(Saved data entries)
Segment Open
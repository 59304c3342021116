//! Application configuration for Backfeed.
//!
//! User config lives at `~/.backfeed/backfeed.toml`.
//! CLI flags override config file values, which override defaults.

use std::path::{Path, PathBuf};
use std::time::Duration;

use serde::{Deserialize, Serialize};
use url::Url;

use crate::error::{BackfeedError, Result};

/// Default configuration file name.
const CONFIG_FILE_NAME: &str = "backfeed.toml";

/// Default config directory name under the user's home.
const CONFIG_DIR_NAME: &str = ".backfeed";

// ---------------------------------------------------------------------------
// Config structs (matching backfeed.toml schema)
// ---------------------------------------------------------------------------

/// Top-level application config, deserialized from TOML.
#[derive(Debug, Clone, Default, Serialize, Deserialize)]
pub struct AppConfig {
    /// The local site whose posts receive mentions.
    #[serde(default)]
    pub site: SiteConfig,

    /// HTTP listener settings.
    #[serde(default)]
    pub server: ServerConfig,

    /// Database location.
    #[serde(default)]
    pub database: DatabaseConfig,

    /// Outgoing HTTP client settings.
    #[serde(default)]
    pub http: HttpConfig,

    /// Outbound mention delivery.
    #[serde(default)]
    pub outbound: OutboundConfig,
}

impl AppConfig {
    /// Check values that cannot be expressed by the schema alone.
    pub fn validate(&self) -> Result<()> {
        self.site.origin_url()?;
        if self.outbound.concurrency == 0 {
            return Err(BackfeedError::config("outbound.concurrency must be at least 1"));
        }
        Ok(())
    }
}

/// `[site]` section.
#[derive(Debug, Clone, Serialize, Deserialize)]
pub struct SiteConfig {
    /// Origin of the local site, e.g. `https://example.com` (no trailing slash).
    #[serde(default = "default_origin")]
    pub origin: String,

    /// Path prefix under which posts are published.
    #[serde(default = "default_post_path")]
    pub post_path: String,
}

impl Default for SiteConfig {
    fn default() -> Self {
        Self {
            origin: default_origin(),
            post_path: default_post_path(),
        }
    }
}

fn default_origin() -> String {
    "http://localhost:8080".into()
}
fn default_post_path() -> String {
    "/posts".into()
}

impl SiteConfig {
    /// The configured origin without any trailing slash.
    pub fn origin(&self) -> &str {
        self.origin.trim_end_matches('/')
    }

    /// Parse the origin, rejecting anything that is not an absolute http(s) URL.
    pub fn origin_url(&self) -> Result<Url> {
        let url = Url::parse(self.origin()).map_err(|e| {
            BackfeedError::config(format!("site.origin '{}' is not a URL: {e}", self.origin))
        })?;
        if !matches!(url.scheme(), "http" | "https") || url.host_str().is_none() {
            return Err(BackfeedError::config(format!(
                "site.origin '{}' must be an http(s) origin",
                self.origin
            )));
        }
        Ok(url)
    }

    /// Whether `url` begins with the site origin.
    ///
    /// The prefix must end on a boundary, so `https://site.test.evil` is not
    /// owned by `https://site.test`.
    pub fn owns(&self, url: &str) -> bool {
        match url.strip_prefix(self.origin()) {
            Some(rest) => {
                rest.is_empty() || rest.starts_with('/') || rest.starts_with('?') || rest.starts_with('#')
            }
            None => false,
        }
    }

    /// Canonical public URL of the post with `slug`.
    pub fn post_url(&self, slug: &str) -> String {
        let prefix = self.post_path.trim_matches('/');
        if prefix.is_empty() {
            format!("{}/{slug}", self.origin())
        } else {
            format!("{}/{prefix}/{slug}", self.origin())
        }
    }
}

/// `[server]` section.
#[derive(Debug, Clone, Serialize, Deserialize)]
pub struct ServerConfig {
    /// Listener address.
    #[serde(default = "default_bind_addr")]
    pub bind_addr: String,

    /// Route serving the webmention endpoint.
    #[serde(default = "default_endpoint_path")]
    pub endpoint_path: String,
}

impl Default for ServerConfig {
    fn default() -> Self {
        Self {
            bind_addr: default_bind_addr(),
            endpoint_path: default_endpoint_path(),
        }
    }
}

fn default_bind_addr() -> String {
    "127.0.0.1:8080".into()
}
fn default_endpoint_path() -> String {
    "/webmention".into()
}

/// `[database]` section.
#[derive(Debug, Clone, Serialize, Deserialize)]
pub struct DatabaseConfig {
    /// Path to the libSQL database file. A leading `~/` expands to the home directory.
    #[serde(default = "default_db_path")]
    pub path: String,
}

impl Default for DatabaseConfig {
    fn default() -> Self {
        Self {
            path: default_db_path(),
        }
    }
}

fn default_db_path() -> String {
    format!("~/{CONFIG_DIR_NAME}/backfeed.db")
}

impl DatabaseConfig {
    /// The database path with `~/` expanded.
    pub fn resolved_path(&self) -> Result<PathBuf> {
        match self.path.strip_prefix("~/") {
            Some(rest) => {
                let home = dirs::home_dir().ok_or_else(|| {
                    BackfeedError::config("could not determine home directory")
                })?;
                Ok(home.join(rest))
            }
            None => Ok(PathBuf::from(&self.path)),
        }
    }
}

/// `[http]` section.
#[derive(Debug, Clone, Serialize, Deserialize)]
pub struct HttpConfig {
    /// User-Agent sent on every outgoing request.
    #[serde(default = "default_user_agent")]
    pub user_agent: String,

    /// Timeout for the endpoint discovery HEAD probe.
    #[serde(default = "default_head_timeout")]
    pub discovery_head_timeout_secs: u64,

    /// Timeout for every other request (discovery GET, source fetch, delivery).
    #[serde(default = "default_request_timeout")]
    pub request_timeout_secs: u64,

    /// Redirects followed before giving up.
    #[serde(default = "default_max_redirects")]
    pub max_redirects: usize,

    /// Responses announcing a larger `Content-Length` are not read.
    #[serde(default = "default_max_body_bytes")]
    pub max_body_bytes: u64,
}

impl Default for HttpConfig {
    fn default() -> Self {
        Self {
            user_agent: default_user_agent(),
            discovery_head_timeout_secs: default_head_timeout(),
            request_timeout_secs: default_request_timeout(),
            max_redirects: default_max_redirects(),
            max_body_bytes: default_max_body_bytes(),
        }
    }
}

fn default_user_agent() -> String {
    concat!("Backfeed/", env!("CARGO_PKG_VERSION"), " (+webmention)").into()
}
fn default_head_timeout() -> u64 {
    5
}
fn default_request_timeout() -> u64 {
    10
}
fn default_max_redirects() -> usize {
    5
}
fn default_max_body_bytes() -> u64 {
    5 * 1024 * 1024
}

impl HttpConfig {
    pub fn head_timeout(&self) -> Duration {
        Duration::from_secs(self.discovery_head_timeout_secs)
    }

    pub fn request_timeout(&self) -> Duration {
        Duration::from_secs(self.request_timeout_secs)
    }
}

/// `[outbound]` section.
#[derive(Debug, Clone, Serialize, Deserialize)]
pub struct OutboundConfig {
    /// Send mentions when posts are published or updated.
    #[serde(default = "default_true")]
    pub enabled: bool,

    /// Candidate URLs considered per post, in encounter order.
    #[serde(default = "default_max_candidates")]
    pub max_candidates: usize,

    /// Candidates processed at once for a single post.
    #[serde(default = "default_concurrency")]
    pub concurrency: usize,
}

impl Default for OutboundConfig {
    fn default() -> Self {
        Self {
            enabled: true,
            max_candidates: default_max_candidates(),
            concurrency: default_concurrency(),
        }
    }
}

fn default_true() -> bool {
    true
}
fn default_max_candidates() -> usize {
    25
}
fn default_concurrency() -> usize {
    4
}

// ---------------------------------------------------------------------------
// Config loading
// ---------------------------------------------------------------------------

/// Get the path to the config directory (`~/.backfeed/`).
pub fn config_dir() -> Result<PathBuf> {
    let home = dirs::home_dir()
        .ok_or_else(|| BackfeedError::config("could not determine home directory"))?;
    Ok(home.join(CONFIG_DIR_NAME))
}

/// Get the path to the config file (`~/.backfeed/backfeed.toml`).
pub fn config_file_path() -> Result<PathBuf> {
    Ok(config_dir()?.join(CONFIG_FILE_NAME))
}

/// Load the application config from disk. Returns defaults if the file does not exist.
pub fn load_config() -> Result<AppConfig> {
    let path = config_file_path()?;

    if !path.exists() {
        tracing::debug!(?path, "config file not found, using defaults");
        return Ok(AppConfig::default());
    }

    load_config_from(&path)
}

/// Load the application config from a specific file path.
pub fn load_config_from(path: &Path) -> Result<AppConfig> {
    let content = std::fs::read_to_string(path).map_err(|e| BackfeedError::io(path, e))?;

    let config: AppConfig = toml::from_str(&content).map_err(|e| {
        BackfeedError::config(format!("failed to parse {}: {e}", path.display()))
    })?;
    config.validate()?;
    Ok(config)
}

/// Create the config directory and write a default config file.
/// Returns the path to the created file.
pub fn init_config() -> Result<PathBuf> {
    let dir = config_dir()?;
    std::fs::create_dir_all(&dir).map_err(|e| BackfeedError::io(&dir, e))?;

    let path = dir.join(CONFIG_FILE_NAME);
    let config = AppConfig::default();
    let content =
        toml::to_string_pretty(&config).map_err(|e| BackfeedError::config(e.to_string()))?;

    std::fs::write(&path, content).map_err(|e| BackfeedError::io(&path, e))?;
    tracing::info!(?path, "created default config file");

    Ok(path)
}

#[cfg(test)]
mod tests {
    use super::*;

    fn site(origin: &str) -> SiteConfig {
        SiteConfig {
            origin: origin.into(),
            post_path: "/posts".into(),
        }
    }

    #[test]
    fn default_config_serializes() {
        let config = AppConfig::default();
        let toml_str = toml::to_string_pretty(&config).expect("serialize default config");
        assert!(toml_str.contains("origin"));
        assert!(toml_str.contains("max_candidates = 25"));
    }

    #[test]
    fn config_roundtrip() {
        let config = AppConfig::default();
        let toml_str = toml::to_string_pretty(&config).expect("serialize");
        let parsed: AppConfig = toml::from_str(&toml_str).expect("deserialize");
        assert_eq!(parsed.http.discovery_head_timeout_secs, 5);
        assert_eq!(parsed.http.request_timeout_secs, 10);
        assert_eq!(parsed.outbound.max_candidates, 25);
    }

    #[test]
    fn partial_config_fills_defaults() {
        let toml_str = r#"
[site]
origin = "https://mysite.test/"

[outbound]
concurrency = 8
"#;
        let config: AppConfig = toml::from_str(toml_str).expect("parse");
        assert_eq!(config.site.origin(), "https://mysite.test");
        assert_eq!(config.site.post_path, "/posts");
        assert_eq!(config.outbound.concurrency, 8);
        assert_eq!(config.outbound.max_candidates, 25);
        assert!(config.validate().is_ok());
    }

    #[test]
    fn invalid_origin_rejected() {
        let mut config = AppConfig::default();
        config.site.origin = "not a url".into();
        assert!(config.validate().is_err());

        config.site.origin = "ftp://files.example".into();
        assert!(config.validate().is_err());
    }

    #[test]
    fn owns_requires_boundary() {
        let site = site("https://mysite.test");
        assert!(site.owns("https://mysite.test/posts/hello"));
        assert!(site.owns("https://mysite.test"));
        assert!(site.owns("https://mysite.test?p=1"));
        assert!(!site.owns("https://mysite.test.evil.example/posts/hello"));
        assert!(!site.owns("http://mysite.test/posts/hello"));
        assert!(!site.owns("https://other.test/posts/hello"));
    }

    #[test]
    fn post_url_joins_prefix() {
        assert_eq!(
            site("https://mysite.test/").post_url("hello-world"),
            "https://mysite.test/posts/hello-world"
        );

        let bare = SiteConfig {
            origin: "https://mysite.test".into(),
            post_path: "/".into(),
        };
        assert_eq!(bare.post_url("hello"), "https://mysite.test/hello");
    }

    #[test]
    fn database_path_expands_home() {
        let db = DatabaseConfig {
            path: "/var/lib/backfeed.db".into(),
        };
        assert_eq!(db.resolved_path().unwrap(), PathBuf::from("/var/lib/backfeed.db"));

        let db = DatabaseConfig::default();
        let resolved = db.resolved_path().unwrap();
        assert!(resolved.ends_with(".backfeed/backfeed.db"));
    }
}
Segment Closed
Among the entries, find each line that includes the string "mentions" and copy it.

    /// The local site whose posts receive mentions.
    /// Send mentions when posts are published or updated.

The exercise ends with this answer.